─── Extracted entries

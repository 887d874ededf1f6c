//! Form widget declarations.

use serde::Serialize;

/// Rendering widget a synthesized form field should use.
///
/// The adapter only carries the declaration; rendering itself belongs to the
/// host framework.
#[derive(Debug, Clone, Copy, PartialEq, Eq, Serialize)]
pub enum Widget {
    /// Single-line text input.
    TextInput,
    /// Multi-line text area.
    Textarea,
    /// Numeric input.
    NumberInput,
    /// Checkbox.
    CheckboxInput,
    /// Single-choice select.
    Select,
    /// Multiple-choice select.
    SelectMultiple,
    /// Date picker input.
    DateInput,
    /// Time input.
    TimeInput,
    /// Combined date and time input.
    DateTimeInput,
    /// Password input (masked).
    PasswordInput,
    /// Hidden input.
    HiddenInput,
    /// Email input.
    EmailInput,
    /// URL input.
    UrlInput,
}

#[cfg(test)]
mod tests {
    use super::*;

    #[test]
    fn test_widget_serializes_as_name() {
        let json = serde_json::to_value(Widget::Textarea).unwrap();
        assert_eq!(json, serde_json::json!("Textarea"));
    }
}
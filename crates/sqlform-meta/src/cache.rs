//! The metadata cache.
//!
//! One [`ModelInfo`] per mapped class, built lazily on first lookup and kept
//! current through mapper-configured events. The cache never rebuilds a
//! descriptor; configuration events refresh the existing one in place, so
//! every holder of the `Arc` observes later-declared relationships and
//! composites.

use std::collections::HashMap;
use std::sync::{Arc, OnceLock, RwLock};

use sqlform_core::error::{Error, Result};
use sqlform_core::instance::Entity;
use sqlform_core::mapper::{EntityKey, MapperDef};
use sqlform_core::registry::MapperRegistry;

use crate::column::{SpecializationRegistry, specialization_registry};
use crate::model::ModelInfo;

/// Anything that names a mapped class for a cache lookup.
///
/// A class token, a live instance, and the mapper definition itself all
/// normalize to the owning class.
#[derive(Debug, Clone, Copy)]
pub enum MetaTarget<'a> {
    /// The class token itself.
    Class(&'a EntityKey),
    /// An instance of the class.
    Instance(&'a Entity),
    /// The class's mapper definition.
    Mapper(&'a MapperDef),
}

impl MetaTarget<'_> {
    /// The owning class token.
    #[must_use]
    pub fn class(&self) -> &EntityKey {
        match self {
            MetaTarget::Class(key) => key,
            MetaTarget::Instance(entity) => entity.class(),
            MetaTarget::Mapper(def) => &def.entity,
        }
    }
}

impl<'a> From<&'a EntityKey> for MetaTarget<'a> {
    fn from(key: &'a EntityKey) -> Self {
        MetaTarget::Class(key)
    }
}

impl<'a> From<&'a Entity> for MetaTarget<'a> {
    fn from(entity: &'a Entity) -> Self {
        MetaTarget::Instance(entity)
    }
}

impl<'a> From<&'a MapperDef> for MetaTarget<'a> {
    fn from(def: &'a MapperDef) -> Self {
        MetaTarget::Mapper(def)
    }
}

/// Registry of model descriptors, one per mapped class.
///
/// Lookups go through a read lock; the first build for a class takes the
/// write lock and re-checks before inserting, so concurrent first access
/// still yields exactly one descriptor. The first build also subscribes to
/// the mapper registry's configured events, which keep every cached
/// descriptor current as later declarations arrive.
pub struct MetaCache {
    mappers: Arc<MapperRegistry>,
    rules: Option<Arc<SpecializationRegistry>>,
    models: Arc<RwLock<HashMap<EntityKey, Arc<ModelInfo>>>>,
    subscription: OnceLock<()>,
}

impl MetaCache {
    /// Create a cache over a mapper registry, using the process-wide
    /// specialization rules.
    #[must_use]
    pub fn new(mappers: Arc<MapperRegistry>) -> Self {
        Self {
            mappers,
            rules: None,
            models: Arc::new(RwLock::new(HashMap::new())),
            subscription: OnceLock::new(),
        }
    }

    /// Create a cache with an injected specialization rule table.
    #[must_use]
    pub fn with_rules(mappers: Arc<MapperRegistry>, rules: Arc<SpecializationRegistry>) -> Self {
        Self {
            mappers,
            rules: Some(rules),
            models: Arc::new(RwLock::new(HashMap::new())),
            subscription: OnceLock::new(),
        }
    }

    /// The mapper registry this cache reflects.
    #[must_use]
    pub fn mappers(&self) -> &Arc<MapperRegistry> {
        &self.mappers
    }

    fn rules(&self) -> &SpecializationRegistry {
        self.rules
            .as_deref()
            .unwrap_or_else(|| specialization_registry())
    }

    /// Get the descriptor for a class, building it on first access.
    ///
    /// Accepts a class token, an instance, or a mapper definition; every
    /// call for the same class returns the identical `Arc`.
    pub fn get_or_build<'a>(&self, target: impl Into<MetaTarget<'a>>) -> Result<Arc<ModelInfo>> {
        let target = target.into();
        let class = target.class();

        if let Some(info) = self.models.read().unwrap().get(class) {
            return Ok(Arc::clone(info));
        }

        let def = self
            .mappers
            .get(class)
            .ok_or_else(|| Error::UnregisteredModel(class.to_string()))?;

        self.subscribe();

        let info = Arc::new(ModelInfo::new(class.clone()));
        info.refresh(&def, &self.mappers, self.rules());

        let mut models = self.models.write().unwrap();
        if let Some(existing) = models.get(class) {
            // Lost a first-build race; the winner's descriptor stands.
            return Ok(Arc::clone(existing));
        }
        models.insert(class.clone(), Arc::clone(&info));
        drop(models);

        tracing::debug!(model = %class, "Model descriptor built");
        Ok(info)
    }

    /// The descriptor for a class, if one has been built.
    #[must_use]
    pub fn get(&self, class: &EntityKey) -> Option<Arc<ModelInfo>> {
        self.models.read().unwrap().get(class).cloned()
    }

    /// Number of cached descriptors.
    #[must_use]
    pub fn len(&self) -> usize {
        self.models.read().unwrap().len()
    }

    /// Whether no descriptor has been built yet.
    #[must_use]
    pub fn is_empty(&self) -> bool {
        self.models.read().unwrap().is_empty()
    }

    fn subscribe(&self) {
        self.subscription.get_or_init(|| {
            let models = Arc::clone(&self.models);
            let mappers = Arc::clone(&self.mappers);
            let rules = self.rules.clone();
            self.mappers.on_configured(move |def| {
                let rules: &SpecializationRegistry = rules
                    .as_deref()
                    .unwrap_or_else(|| specialization_registry());
                let snapshot: Vec<(EntityKey, Arc<ModelInfo>)> = models
                    .read()
                    .unwrap()
                    .iter()
                    .map(|(k, v)| (k.clone(), Arc::clone(v)))
                    .collect();
                for (class, info) in snapshot {
                    if class == def.entity {
                        tracing::debug!(model = %class, "Descriptor refreshed from configure event");
                        info.refresh(def, &mappers, rules);
                    } else {
                        // A new mapper may satisfy another model's pending
                        // relations.
                        info.resolve_pending(&mappers);
                    }
                }
            });
        });
    }
}

impl std::fmt::Debug for MetaCache {
    fn fmt(&self, f: &mut std::fmt::Formatter<'_>) -> std::fmt::Result {
        f.debug_struct("MetaCache")
            .field("models", &self.len())
            .finish()
    }
}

──────

What the task asks> Exactly as given, repeat each line above.

Written response>
repository 887d874ededf1f6c
//! Form widget declarations.

use serde::Serialize;

/// Rendering widget a synthesized form field should use.
///
/// The adapter only carries the declaration; rendering itself belongs to the
/// host framework.
#[derive(Debug, Clone, Copy, PartialEq, Eq, Serialize)]
pub enum Widget {
    /// Single-line text input.
    TextInput,
    /// Multi-line text area.
    Textarea,
    /// Numeric input.
    NumberInput,
    /// Checkbox.
    CheckboxInput,
    /// Single-choice select.
    Select,
    /// Multiple-choice select.
    SelectMultiple,
    /// Date picker input.
    DateInput,
    /// Time input.
    TimeInput,
    /// Combined date and time input.
    DateTimeInput,
    /// Password input (masked).
    PasswordInput,
    /// Hidden input.
    HiddenInput,
    /// Email input.
    EmailInput,
    /// URL input.
    UrlInput,
}

#[cfg(test)]
mod tests {
    use super::*;

    #[test]
    fn test_widget_serializes_as_name() {
        let json = serde_json::to_value(Widget::Textarea).unwrap();
        assert_eq!(json, serde_json::json!("Textarea"));
    }
}
filename crates/sqlform-meta/src/cache.rs
//! The metadata cache.
//!
//! One [`ModelInfo`] per mapped class, built lazily on first lookup and kept
//! current through mapper-configured events. The cache never rebuilds a
//! descriptor; configuration events refresh the existing one in place, so
//! every holder of the `Arc` observes later-declared relationships and
//! composites.

use std::collections::HashMap;
use std::sync::{Arc, OnceLock, RwLock};

use sqlform_core::error::{Error, Result};
use sqlform_core::instance::Entity;
use sqlform_core::mapper::{EntityKey, MapperDef};
use sqlform_core::registry::MapperRegistry;

use crate::column::{SpecializationRegistry, specialization_registry};
use crate::model::ModelInfo;

/// Anything that names a mapped class for a cache lookup.
///
/// A class token, a live instance, and the mapper definition itself all
/// normalize to the owning class.
#[derive(Debug, Clone, Copy)]
pub enum MetaTarget<'a> {
    /// The class token itself.
    Class(&'a EntityKey),
    /// An instance of the class.
    Instance(&'a Entity),
    /// The class's mapper definition.
    Mapper(&'a MapperDef),
}

impl MetaTarget<'_> {
    /// The owning class token.
    #[must_use]
    pub fn class(&self) -> &EntityKey {
        match self {
            MetaTarget::Class(key) => key,
            MetaTarget::Instance(entity) => entity.class(),
            MetaTarget::Mapper(def) => &def.entity,
        }
    }
}

impl<'a> From<&'a EntityKey> for MetaTarget<'a> {
    fn from(key: &'a EntityKey) -> Self {
        MetaTarget::Class(key)
    }
}

impl<'a> From<&'a Entity> for MetaTarget<'a> {
    fn from(entity: &'a Entity) -> Self {
        MetaTarget::Instance(entity)
    }
}

impl<'a> From<&'a MapperDef> for MetaTarget<'a> {
    fn from(def: &'a MapperDef) -> Self {
        MetaTarget::Mapper(def)
    }
}

/// Registry of model descriptors, one per mapped class.
///
/// Lookups go through a read lock; the first build for a class takes the
/// write lock and re-checks before inserting, so concurrent first access
/// still yields exactly one descriptor. The first build also subscribes to
/// the mapper registry's configured events, which keep every cached
/// descriptor current as later declarations arrive.
pub struct MetaCache {
    mappers: Arc<MapperRegistry>,
    rules: Option<Arc<SpecializationRegistry>>,
    models: Arc<RwLock<HashMap<EntityKey, Arc<ModelInfo>>>>,
    subscription: OnceLock<()>,
}

impl MetaCache {
    /// Create a cache over a mapper registry, using the process-wide
    /// specialization rules.
    #[must_use]
    pub fn new(mappers: Arc<MapperRegistry>) -> Self {
        Self {
            mappers,
            rules: None,
            models: Arc::new(RwLock::new(HashMap::new())),
            subscription: OnceLock::new(),
        }
    }

    /// Create a cache with an injected specialization rule table.
    #[must_use]
    pub fn with_rules(mappers: Arc<MapperRegistry>, rules: Arc<SpecializationRegistry>) -> Self {
        Self {
            mappers,
            rules: Some(rules),
            models: Arc::new(RwLock::new(HashMap::new())),
            subscription: OnceLock::new(),
        }
    }

    /// The mapper registry this cache reflects.
    #[must_use]
    pub fn mappers(&self) -> &Arc<MapperRegistry> {
        &self.mappers
    }

    fn rules(&self) -> &SpecializationRegistry {
        self.rules
            .as_deref()
            .unwrap_or_else(|| specialization_registry())
    }

    /// Get the descriptor for a class, building it on first access.
    ///
    /// Accepts a class token, an instance, or a mapper definition; every
    /// call for the same class returns the identical `Arc`.
    pub fn get_or_build<'a>(&self, target: impl Into<MetaTarget<'a>>) -> Result<Arc<ModelInfo>> {
        let target = target.into();
        let class = target.class();

        if let Some(info) = self.models.read().unwrap().get(class) {
            return Ok(Arc::clone(info));
        }

        let def = self
            .mappers
            .get(class)
            .ok_or_else(|| Error::UnregisteredModel(class.to_string()))?;

        self.subscribe();

        let info = Arc::new(ModelInfo::new(class.clone()));
        info.refresh(&def, &self.mappers, self.rules());

        let mut models = self.models.write().unwrap();
        if let Some(existing) = models.get(class) {
            // Lost a first-build race; the winner's descriptor stands.
            return Ok(Arc::clone(existing));
        }
        models.insert(class.clone(), Arc::clone(&info));
        drop(models);

        tracing::debug!(model = %class, "Model descriptor built");
        Ok(info)
    }

    /// The descriptor for a class, if one has been built.
    #[must_use]
    pub fn get(&self, class: &EntityKey) -> Option<Arc<ModelInfo>> {
        self.models.read().unwrap().get(class).cloned()
    }

    /// Number of cached descriptors.
    #[must_use]
    pub fn len(&self) -> usize {
        self.models.read().unwrap().len()
    }

    /// Whether no descriptor has been built yet.
    #[must_use]
    pub fn is_empty(&self) -> bool {
        self.models.read().unwrap().is_empty()
    }

    fn subscribe(&self) {
        self.subscription.get_or_init(|| {
            let models = Arc::clone(&self.models);
            let mappers = Arc::clone(&self.mappers);
            let rules = self.rules.clone();
            self.mappers.on_configured(move |def| {
                let rules: &SpecializationRegistry = rules
                    .as_deref()
                    .unwrap_or_else(|| specialization_registry());
                let snapshot: Vec<(EntityKey, Arc<ModelInfo>)> = models
                    .read()
                    .unwrap()
                    .iter()
                    .map(|(k, v)| (k.clone(), Arc::clone(v)))
                    .collect();
                for (class, info) in snapshot {
                    if class == def.entity {
                        tracing::debug!(model = %class, "Descriptor refreshed from configure event");
                        info.refresh(def, &mappers, rules);
                    } else {
                        // A new mapper may satisfy another model's pending
                        // relations.
                        info.resolve_pending(&mappers);
                    }
                }
            });
        });
    }
}

impl std::fmt::Debug for MetaCache {
    fn fmt(&self, f: &mut std::fmt::Formatter<'_>) -> std::fmt::Result {
        f.debug_struct("MetaCache")
            .field("models", &self.len())
            .finish()
    }
}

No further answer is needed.